Brief Reference to conditions of an ever-changing Real Estate Market in Year 2015 – Richmond, VA


The housing marketplace is a pendulum that is constantly moving. The buyer/seller advantage may not be as it appears, and will vary with location, which is not unusual.


Conditions changed several times during the course of 2014; as the market improved, buyers and sellers were anticipating the home sales to favor sellers, but it subtlety changed to favor buyers late in the year. This seems to have happened in spite of generally low inventory in the resale market. Conservative purchasers were taking their time when considering what to buy, and have not turned out in high numbers in order to favor sellers.


Slow to get started in 2015, the general forecast for the overall real estate market is positive for projected sales, although modest in terms of value increases.  It is still early in the year, but a noticeable uptick in activity is present in the marketplace. Hang on, things could start moving at a rapid pace very soon – we are on the cusp of the spring market. Improved consumer confidence, pent-up demand, low mortgage interest rates, and new homes coming on the market are a good recipe for activity.



  • A situation in which supply exceeds demand, giving purchasers an advantage over sellers in price negotiations. Buyer’s Market is commonly used to describe real estate markets, but it applies to any type of market where there is more product available than there are people who want to buy it.
  • The opposite of a buyer’s market is a seller’s: market a situation in which demand exceeds supply and owners have an advantage over buyers in price negotiations.



  • During the housing bubble of the early-to-mid 2000s, the real estate market was considered to be a seller’s market. Property was in high demand and was likely to sell even if it was overpriced or not in the best condition. In many cases, homes would receive multiple offers and the price would be bid up above the seller’s initial asking price.
  • The subsequent housing market crash created a buyer’s market in which sellers had to work much harder to generate interest in their properties. Buyers expected homes to be in excellent condition or priced at a discount and could often secure a purchase agreement for less than the seller’s asking price for the property.
  • In this analysis, a sellers’ market is not necessarily one where home values are rising, but rather one in which homes are on the market for a shorter time, price cuts occur less frequently and homes are sold at prices very close to (or greater than) their last listing price.
  • In buyers’ markets, homes for sale stay on the market longer, price cuts occur more frequently and homes are sold for less relative to their listing price.


Zillow Blog:

  • “In general, buyers in sellers’ markets this spring can expect tight inventory, increased competition and a greater sense of urgency.
  • Sellers in buyers’ markets may need to be prepared to lower their asking price, or to wait longer for the perfect buyer to come along.
  • As we put the housing recession further in the rear-view mirror, the broad-based dynamics that applied during those days, when all markets were reacting similarly to nationwide economic conditions, are fading.
  • Real estate has always been local, and as the spring market gains momentum, this old adage will only become more pronounced.”

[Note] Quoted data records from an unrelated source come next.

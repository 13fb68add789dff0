//! Rolling file logging for the notes core.
//!
//! # Responsibility
//! - Start the `flexi_logger` file backend once per process.
//! - Capture panics into the log with a sanitized payload.
//!
//! # Invariants
//! - Repeating `init_logging` with the same settings is a no-op.
//! - A second call with a different level or directory is rejected.
//! - Initialization never panics.

use flexi_logger::{Cleanup, Criterion, FileSpec, Logger, LoggerHandle, Naming, WriteMode};
use log::{error, info};
use once_cell::sync::OnceCell;
use std::path::{Path, PathBuf};

const LOG_FILE_BASENAME: &str = "mynotes";
const MAX_LOG_FILE_SIZE_BYTES: u64 = 10 * 1024 * 1024;
const MAX_LOG_FILES: usize = 5;
const MAX_PANIC_PAYLOAD_CHARS: usize = 160;

static ACTIVE_LOGGER: OnceCell<ActiveLogger> = OnceCell::new();
static PANIC_HOOK: OnceCell<()> = OnceCell::new();

/// Validated logging settings.
#[derive(Debug, Clone, PartialEq, Eq)]
pub struct LogSettings {
    pub level: &'static str,
    pub log_dir: PathBuf,
}

impl LogSettings {
    /// Validates a raw level/directory pair.
    ///
    /// `level` is one of `trace|debug|info|warn|error` (case-insensitive,
    /// `warning` accepted); `log_dir` must be a non-empty absolute path.
    pub fn parse(level: &str, log_dir: &str) -> Result<Self, String> {
        Ok(Self {
            level: parse_level(level)?,
            log_dir: parse_log_dir(log_dir)?,
        })
    }

    fn conflict_with(&self, active: &LogSettings) -> Option<String> {
        if self.log_dir != active.log_dir {
            return Some(format!(
                "logging already initialized at `{}`; refusing to switch to `{}`",
                active.log_dir.display(),
                self.log_dir.display()
            ));
        }
        if self.level != active.level {
            return Some(format!(
                "logging already initialized with level `{}`; refusing to switch to `{}`",
                active.level, self.level
            ));
        }
        None
    }
}

struct ActiveLogger {
    settings: LogSettings,
    _handle: LoggerHandle,
}

/// Initializes core logging with level and directory.
///
/// # Errors
/// - Unsupported level, empty or relative directory.
/// - Directory creation or logger backend failure.
/// - Logging already active with different settings.
pub fn init_logging(level: &str, log_dir: &str) -> Result<(), String> {
    let requested = LogSettings::parse(level, log_dir)?;

    let active = ACTIVE_LOGGER.get_or_try_init(|| start_logger(requested.clone()))?;
    match requested.conflict_with(&active.settings) {
        Some(message) => Err(message),
        None => Ok(()),
    }
}

/// Active `(level, log_dir)`, or `None` before [`init_logging`] succeeded.
pub fn logging_status() -> Option<(&'static str, PathBuf)> {
    ACTIVE_LOGGER
        .get()
        .map(|active| (active.settings.level, active.settings.log_dir.clone()))
}

/// `debug` for debug builds, `info` for release builds.
pub fn default_log_level() -> &'static str {
    if cfg!(debug_assertions) {
        "debug"
    } else {
        "info"
    }
}

fn start_logger(settings: LogSettings) -> Result<ActiveLogger, String> {
    std::fs::create_dir_all(&settings.log_dir).map_err(|err| {
        format!(
            "failed to create log directory `{}`: {err}",
            settings.log_dir.display()
        )
    })?;

    let handle = Logger::try_with_str(settings.level)
        .map_err(|err| format!("invalid log level `{}`: {err}", settings.level))?
        .log_to_file(
            FileSpec::default()
                .directory(settings.log_dir.as_path())
                .basename(LOG_FILE_BASENAME),
        )
        .rotate(
            Criterion::Size(MAX_LOG_FILE_SIZE_BYTES),
            Naming::Numbers,
            Cleanup::KeepLogFiles(MAX_LOG_FILES),
        )
        .write_mode(WriteMode::BufferAndFlush)
        .append()
        .format_for_files(flexi_logger::detailed_format)
        .start()
        .map_err(|err| format!("failed to start logger: {err}"))?;

    install_panic_hook();

    info!(
        "event=app_start module=core status=ok platform={} version={}",
        std::env::consts::OS,
        env!("CARGO_PKG_VERSION")
    );
    info!(
        "event=logging_init module=core status=ok level={} log_dir={}",
        settings.level,
        settings.log_dir.display()
    );

    Ok(ActiveLogger {
        settings,
        _handle: handle,
    })
}

fn parse_level(level: &str) -> Result<&'static str, String> {
    match level.trim().to_ascii_lowercase().as_str() {
        "trace" => Ok("trace"),
        "debug" => Ok("debug"),
        "info" => Ok("info"),
        "warn" | "warning" => Ok("warn"),
        "error" => Ok("error"),
        other => Err(format!(
            "unsupported log level `{other}`; expected trace|debug|info|warn|error"
        )),
    }
}

fn parse_log_dir(log_dir: &str) -> Result<PathBuf, String> {
    let trimmed = log_dir.trim();
    if trimmed.is_empty() {
        return Err("log_dir cannot be empty".to_string());
    }
    let path = Path::new(trimmed);
    if !path.is_absolute() {
        return Err(format!("log_dir must be an absolute path, got `{trimmed}`"));
    }
    Ok(path.to_path_buf())
}

fn install_panic_hook() {
    if PANIC_HOOK.set(()).is_err() {
        return;
    }

    let previous_hook = std::panic::take_hook();
    std::panic::set_hook(Box::new(move |panic_info| {
        let location = panic_info
            .location()
            .map(|loc| format!("{}:{}", loc.file(), loc.line()))
            .unwrap_or_else(|| "unknown".to_string());
        // Note titles can end up in panic messages; keep them short and on one line.
        let payload = panic_info
            .payload()
            .downcast_ref::<&str>()
            .map(|message| (*message).to_string())
            .or_else(|| panic_info.payload().downcast_ref::<String>().cloned())
            .unwrap_or_else(|| "non-string panic payload".to_string());
        error!(
            "event=panic_captured module=core status=error location={} payload={}",
            location,
            sanitize_message(&payload, MAX_PANIC_PAYLOAD_CHARS)
        );
        previous_hook(panic_info);
    }));
}

fn sanitize_message(value: &str, max_chars: usize) -> String {
    let single_line = value.replace(['\n', '\r'], " ");
    let mut truncated: String = single_line.chars().take(max_chars).collect();
    if single_line.chars().count() > max_chars {
        truncated.push_str("...");
    }
    truncated
}
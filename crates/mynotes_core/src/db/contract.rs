//! Table and column names of the note schema.
//!
//! Column casing is part of the on-disk contract: `TITLE` is upper case while
//! the other columns are lower case.

pub const TABLE_NAME: &str = "note";
pub const COLUMN_ID: &str = "_id";
pub const COLUMN_TITLE: &str = "TITLE";
pub const COLUMN_DESCRIPTION: &str = "description";
pub const COLUMN_DATE: &str = "date";

/// All columns in select order.
pub const COLUMNS: [&str; 4] = [COLUMN_ID, COLUMN_TITLE, COLUMN_DESCRIPTION, COLUMN_DATE];
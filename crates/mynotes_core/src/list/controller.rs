//! List screen controller.
//!
//! # Responsibility
//! - Populate the note list once per screen creation, either from storage or
//!   from saved screen state.
//! - Reflect edit screen outcomes into the in-memory list without re-reading
//!   storage.
//! - Drive the host view (loading indicator, render, scroll, messages).
//!
//! # Invariants
//! - Creation without saved notes loads from storage exactly once.
//! - Restoring saved notes never queries storage.
//! - The list is assigned once per load, after the full result is ready.
//! - A load abandoned by `on_destroy` leaves the list untouched.

use crate::db::NoteStore;
use crate::list::note_list::{ListChange, ListError, NoteList};
use crate::list::outcome::EditOutcome;
use crate::model::note::Note;
use log::{info, warn};
use serde::{Deserialize, Serialize};
use tokio_util::sync::CancellationToken;

pub const MESSAGE_NO_DATA: &str = "No data currently";
pub const MESSAGE_ADDED: &str = "One item added successfully";
pub const MESSAGE_UPDATED: &str = "One item updated successfully";
pub const MESSAGE_DELETED: &str = "One item deleted successfully";

/// Notification for a freshly loaded list, `None` when there is something to show.
pub fn empty_state_message(notes: &[Note]) -> Option<&'static str> {
    if notes.is_empty() {
        Some(MESSAGE_NO_DATA)
    } else {
        None
    }
}

/// Presentation side of the list screen, implemented by the host UI.
pub trait NoteListView {
    fn set_loading(&mut self, visible: bool);
    /// Full list after any change.
    fn render(&mut self, notes: &[Note]);
    fn scroll_to(&mut self, position: usize);
    /// Short transient notification.
    fn show_message(&mut self, message: &str);
}

/// Screen state kept across rotation.
#[derive(Debug, Clone, Default, PartialEq, Eq, Serialize, Deserialize)]
pub struct SavedListState {
    #[serde(rename = "extra_state")]
    pub notes: Option<Vec<Note>>,
}

impl SavedListState {
    pub fn to_json(&self) -> serde_json::Result<String> {
        serde_json::to_string(self)
    }

    pub fn from_json(raw: &str) -> serde_json::Result<Self> {
        serde_json::from_str(raw)
    }
}

/// How a load or restore ended.
#[derive(Debug, Clone, Copy, PartialEq, Eq)]
pub enum LoadStatus {
    Loaded(usize),
    Empty,
    Restored(usize),
    Cancelled,
}

/// What the edit screen should open with.
#[derive(Debug, Clone, Default, PartialEq, Eq)]
pub struct EditRequest {
    pub note: Option<Note>,
    pub position: Option<usize>,
}

impl EditRequest {
    pub fn create() -> Self {
        Self::default()
    }

    pub fn edit(note: Note, position: usize) -> Self {
        Self {
            note: Some(note),
            position: Some(position),
        }
    }

    pub fn is_edit(&self) -> bool {
        self.note.is_some()
    }
}

pub struct NoteListController<V: NoteListView> {
    store: NoteStore,
    view: V,
    notes: NoteList,
    lifetime: CancellationToken,
}

impl<V: NoteListView> NoteListController<V> {
    pub fn new(store: NoteStore, view: V) -> Self {
        Self {
            store,
            view,
            notes: NoteList::new(),
            lifetime: CancellationToken::new(),
        }
    }

    pub fn notes(&self) -> &[Note] {
        self.notes.items()
    }

    pub fn view(&self) -> &V {
        &self.view
    }

    /// Token cancelled when the screen goes away; clones observe the same state.
    pub fn lifetime(&self) -> CancellationToken {
        self.lifetime.clone()
    }

    /// Screen creation entry point.
    ///
    /// Saved notes are reused verbatim. Without saved state, or when the
    /// saved state carries no list, notes are loaded from storage.
    pub async fn on_create(
        &mut self,
        saved: Option<SavedListState>,
    ) -> Result<LoadStatus, ListError> {
        match saved.and_then(|state| state.notes) {
            Some(notes) => {
                let count = notes.len();
                self.notes.set_notes(notes);
                self.view.render(self.notes.items());
                info!("event=notes_restore module=list status=ok rows={count}");
                Ok(LoadStatus::Restored(count))
            }
            None => self.load_notes().await,
        }
    }

    /// Loads every note from storage on a blocking worker.
    ///
    /// The store is opened and closed inside the worker. Zero rows reset the
    /// list and show [`MESSAGE_NO_DATA`].
    pub async fn load_notes(&mut self) -> Result<LoadStatus, ListError> {
        if self.lifetime.is_cancelled() {
            return Ok(LoadStatus::Cancelled);
        }

        self.view.set_loading(true);
        let store = self.store.clone();
        let task = tokio::task::spawn_blocking(move || store.load_all());

        let joined = tokio::select! {
            biased;
            _ = self.lifetime.cancelled() => {
                self.view.set_loading(false);
                info!("event=notes_load module=list status=cancelled");
                return Ok(LoadStatus::Cancelled);
            }
            joined = task => joined,
        };
        self.view.set_loading(false);

        let notes = match joined {
            Ok(result) => result?,
            Err(err) => {
                warn!("event=notes_load module=list status=error error={err}");
                return Err(ListError::LoadTaskFailed(err.to_string()));
            }
        };

        if let Some(message) = empty_state_message(&notes) {
            self.notes.set_notes(Vec::new());
            self.view.render(self.notes.items());
            self.view.show_message(message);
            return Ok(LoadStatus::Empty);
        }

        let count = notes.len();
        self.notes.set_notes(notes);
        self.view.render(self.notes.items());
        Ok(LoadStatus::Loaded(count))
    }

    /// State to persist before the screen is torn down for rotation.
    pub fn on_save_state(&self) -> SavedListState {
        SavedListState {
            notes: Some(self.notes.items().to_vec()),
        }
    }

    /// Request for tapping the note at `position`.
    pub fn edit_request_for(&self, position: usize) -> Option<EditRequest> {
        self.notes
            .get(position)
            .map(|note| EditRequest::edit(note.clone(), position))
    }

    /// Reflects an edit screen outcome into the list.
    pub fn on_edit_result(&mut self, outcome: EditOutcome) -> Result<ListChange, ListError> {
        let change = self.notes.apply(outcome)?;
        match change {
            ListChange::Appended { position } => {
                self.view.render(self.notes.items());
                self.view.scroll_to(position);
                self.view.show_message(MESSAGE_ADDED);
            }
            ListChange::Replaced { position } => {
                self.view.render(self.notes.items());
                self.view.scroll_to(position);
                self.view.show_message(MESSAGE_UPDATED);
            }
            ListChange::Removed { .. } => {
                self.view.render(self.notes.items());
                self.view.show_message(MESSAGE_DELETED);
            }
            ListChange::Unchanged => {}
        }
        Ok(change)
    }

    /// Ends the screen lifetime, abandoning any in-flight load.
    pub fn on_destroy(&self) {
        self.lifetime.cancel();
    }
}
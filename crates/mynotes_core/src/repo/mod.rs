//! Repository layer for the `note` table.
//!
//! # Responsibility
//! - Define the note data access contract.
//! - Isolate SQLite query and row mapping details from services.
//!
//! # Invariants
//! - Repository APIs return semantic errors (`NotFound`) in addition to DB
//!   transport errors.

pub mod mapping;
pub mod note_repo;
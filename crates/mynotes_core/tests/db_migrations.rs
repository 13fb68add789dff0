use mynotes_core::db::migrations::latest_version;
use mynotes_core::db::{open_db, open_db_in_memory, DbError};
use rusqlite::Connection;

#[test]
fn open_db_in_memory_creates_note_table() {
    let conn = open_db_in_memory().unwrap();

    assert_eq!(schema_version(&conn), latest_version());
    assert_eq!(
        column_names(&conn),
        vec!["_id", "TITLE", "description", "date"]
    );
}

#[test]
fn opening_same_database_twice_keeps_rows() {
    let dir = tempfile::tempdir().unwrap();
    let path = dir.path().join("notes.db");

    let conn_first = open_db(&path).unwrap();
    conn_first
        .execute(
            "INSERT INTO note (TITLE, description, date) VALUES ('A', 'a', 'd');",
            [],
        )
        .unwrap();
    drop(conn_first);

    let conn_second = open_db(&path).unwrap();
    assert_eq!(schema_version(&conn_second), latest_version());
    let rows: i64 = conn_second
        .query_row("SELECT COUNT(*) FROM note;", [], |row| row.get(0))
        .unwrap();
    assert_eq!(rows, 1);
}

#[test]
fn opening_database_with_newer_schema_version_returns_error() {
    let dir = tempfile::tempdir().unwrap();
    let path = dir.path().join("future.db");

    let conn = Connection::open(&path).unwrap();
    conn.execute_batch("PRAGMA user_version = 999;").unwrap();
    drop(conn);

    let err = open_db(&path).unwrap_err();
    match err {
        DbError::UnsupportedSchemaVersion {
            db_version,
            latest_supported,
        } => {
            assert_eq!(db_version, 999);
            assert_eq!(latest_supported, latest_version());
        }
        other => panic!("unexpected error: {other}"),
    }
}

fn schema_version(conn: &Connection) -> u32 {
    conn.query_row("PRAGMA user_version;", [], |row| row.get(0))
        .unwrap()
}

fn column_names(conn: &Connection) -> Vec<String> {
    let mut stmt = conn.prepare("PRAGMA table_info(note);").unwrap();
    let names = stmt
        .query_map([], |row| row.get::<_, String>(1))
        .unwrap()
        .collect::<Result<Vec<_>, _>>()
        .unwrap();
    names
}
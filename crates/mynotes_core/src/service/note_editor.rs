//! Edit screen persistence.
//!
//! # Responsibility
//! - Validate edit screen input.
//! - Insert, update or delete through the repository.
//! - Produce the [`EditOutcome`] the list screen reconciles against.
//!
//! # Invariants
//! - Insert stamps `date` once; update keeps the stored date.
//! - An outcome is only produced after the write succeeded.

use crate::list::controller::EditRequest;
use crate::list::outcome::EditOutcome;
use crate::model::note::{Note, NoteDraft, NoteId};
use crate::repo::note_repo::{NoteRepository, RepoError};
use chrono::{DateTime, Local, TimeZone};
use log::info;
use std::error::Error;
use std::fmt::{Display, Formatter};

/// Display format of `note.date`.
pub const NOTE_DATE_FORMAT: &str = "%Y/%m/%d %H:%M:%S";

#[derive(Debug)]
pub enum EditError {
    /// Title is empty or whitespace only.
    BlankTitle,
    /// Delete requested from a create-mode edit screen.
    NothingToDelete,
    /// Target note no longer exists in storage.
    NotFound(NoteId),
    Repo(RepoError),
}

impl Display for EditError {
    fn fmt(&self, f: &mut Formatter<'_>) -> std::fmt::Result {
        match self {
            Self::BlankTitle => write!(f, "title can not be blank"),
            Self::NothingToDelete => write!(f, "no existing note to delete"),
            Self::NotFound(id) => write!(f, "note not found: {id}"),
            Self::Repo(err) => write!(f, "{err}"),
        }
    }
}

impl Error for EditError {
    fn source(&self) -> Option<&(dyn Error + 'static)> {
        match self {
            Self::Repo(err) => Some(err),
            _ => None,
        }
    }
}

impl From<RepoError> for EditError {
    fn from(value: RepoError) -> Self {
        match value {
            RepoError::NotFound(id) => Self::NotFound(id),
            other => Self::Repo(other),
        }
    }
}

/// Formats a timestamp the way `note.date` stores it.
pub fn format_note_date<Tz: TimeZone>(at: &DateTime<Tz>) -> String
where
    Tz::Offset: std::fmt::Display,
{
    at.format(NOTE_DATE_FORMAT).to_string()
}

fn local_now() -> String {
    format_note_date(&Local::now())
}

/// Edit screen facade over a note repository.
pub struct NoteEditor<R: NoteRepository> {
    repo: R,
    clock: fn() -> String,
}

impl<R: NoteRepository> NoteEditor<R> {
    pub fn new(repo: R) -> Self {
        Self {
            repo,
            clock: local_now,
        }
    }

    /// Uses `clock` instead of local time for the insert date.
    pub fn with_clock(repo: R, clock: fn() -> String) -> Self {
        Self { repo, clock }
    }

    /// Saves the edit screen form.
    ///
    /// Create mode inserts and returns `Added`; edit mode updates title and
    /// description and returns `Updated` at the request position.
    pub fn submit(
        &self,
        request: &EditRequest,
        title: &str,
        description: &str,
    ) -> Result<EditOutcome, EditError> {
        if title.trim().is_empty() {
            return Err(EditError::BlankTitle);
        }

        match request.note.as_ref() {
            Some(existing) => {
                let note = Note {
                    title: title.to_string(),
                    description: description.to_string(),
                    ..existing.clone()
                };
                self.repo.update(&note)?;
                info!("event=note_edit module=service status=ok action=update id={}", note.id);
                Ok(EditOutcome::Updated {
                    position: request.position.unwrap_or(0),
                    note,
                })
            }
            None => {
                let draft = NoteDraft::new(title, description, (self.clock)());
                let id = self.repo.insert(&draft)?;
                info!("event=note_edit module=service status=ok action=insert id={id}");
                Ok(EditOutcome::Added {
                    note: Note::from_draft(id, draft),
                })
            }
        }
    }

    /// Deletes the note the edit screen was opened with.
    pub fn delete(&self, request: &EditRequest) -> Result<EditOutcome, EditError> {
        let note = request.note.as_ref().ok_or(EditError::NothingToDelete)?;
        self.repo.delete_by_id(note.id)?;
        info!("event=note_edit module=service status=ok action=delete id={}", note.id);
        Ok(EditOutcome::Deleted {
            position: request.position.unwrap_or(0),
        })
    }

    /// Re-reads one note, e.g. before opening it for edit.
    pub fn find(&self, id: NoteId) -> Result<Note, EditError> {
        self.repo.query_by_id(id)?.ok_or(EditError::NotFound(id))
    }
}
//! Note domain model.
//!
//! # Responsibility
//! - Define the single persisted entity shown by the note list.
//! - Separate not-yet-persisted drafts from stored notes.
//!
//! # Invariants
//! - `id` is assigned by storage and never changes afterwards.
//! - `date` keeps the value stamped at creation time.

use serde::{Deserialize, Serialize};
use std::fmt::{Display, Formatter};

/// Storage-assigned identifier (`note._id`).
#[derive(Debug, Clone, Copy, PartialEq, Eq, PartialOrd, Ord, Hash, Serialize, Deserialize)]
#[serde(transparent)]
pub struct NoteId(pub i64);

impl NoteId {
    pub fn get(self) -> i64 {
        self.0
    }
}

impl Display for NoteId {
    fn fmt(&self, f: &mut Formatter<'_>) -> std::fmt::Result {
        write!(f, "{}", self.0)
    }
}

impl From<i64> for NoteId {
    fn from(value: i64) -> Self {
        Self(value)
    }
}

/// Stored note as shown by the list screen.
#[derive(Debug, Clone, PartialEq, Eq, Serialize, Deserialize)]
pub struct Note {
    pub id: NoteId,
    pub title: String,
    pub description: String,
    /// Creation timestamp text, `yyyy/MM/dd HH:mm:ss`.
    pub date: String,
}

impl Note {
    pub fn new(
        id: NoteId,
        title: impl Into<String>,
        description: impl Into<String>,
        date: impl Into<String>,
    ) -> Self {
        Self {
            id,
            title: title.into(),
            description: description.into(),
            date: date.into(),
        }
    }

    /// Promotes a draft once storage assigned its id.
    pub fn from_draft(id: NoteId, draft: NoteDraft) -> Self {
        Self {
            id,
            title: draft.title,
            description: draft.description,
            date: draft.date,
        }
    }
}

/// Note content before insert; storage assigns the id.
#[derive(Debug, Clone, PartialEq, Eq)]
pub struct NoteDraft {
    pub title: String,
    pub description: String,
    pub date: String,
}

impl NoteDraft {
    pub fn new(
        title: impl Into<String>,
        description: impl Into<String>,
        date: impl Into<String>,
    ) -> Self {
        Self {
            title: title.into(),
            description: description.into(),
            date: date.into(),
        }
    }
}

(2015 Blog; Zillow Chief Economist Dr. Stan Humphries.)

How Do I Know What’s Happening In The Real Estate Marketplace?



We can feel it, we can see it, and by tracking recent office numbers Realtors® can anticipate that while home sales have been moving slightly slower during the last couple of months, things were already beginning to swing back, upward in September. Office sales activity is the first indicator for what the marketplace is doing, weather slowing or quickening. We know because we watch the “board”. While statistics supporting this perceived upward trend will not be available for a few more weeks, toward the end of October for September stats, the real estate market is currently performing as has been predicted by such notable economist as Laurence Yun, Chief Economist for the National Association of Realtors.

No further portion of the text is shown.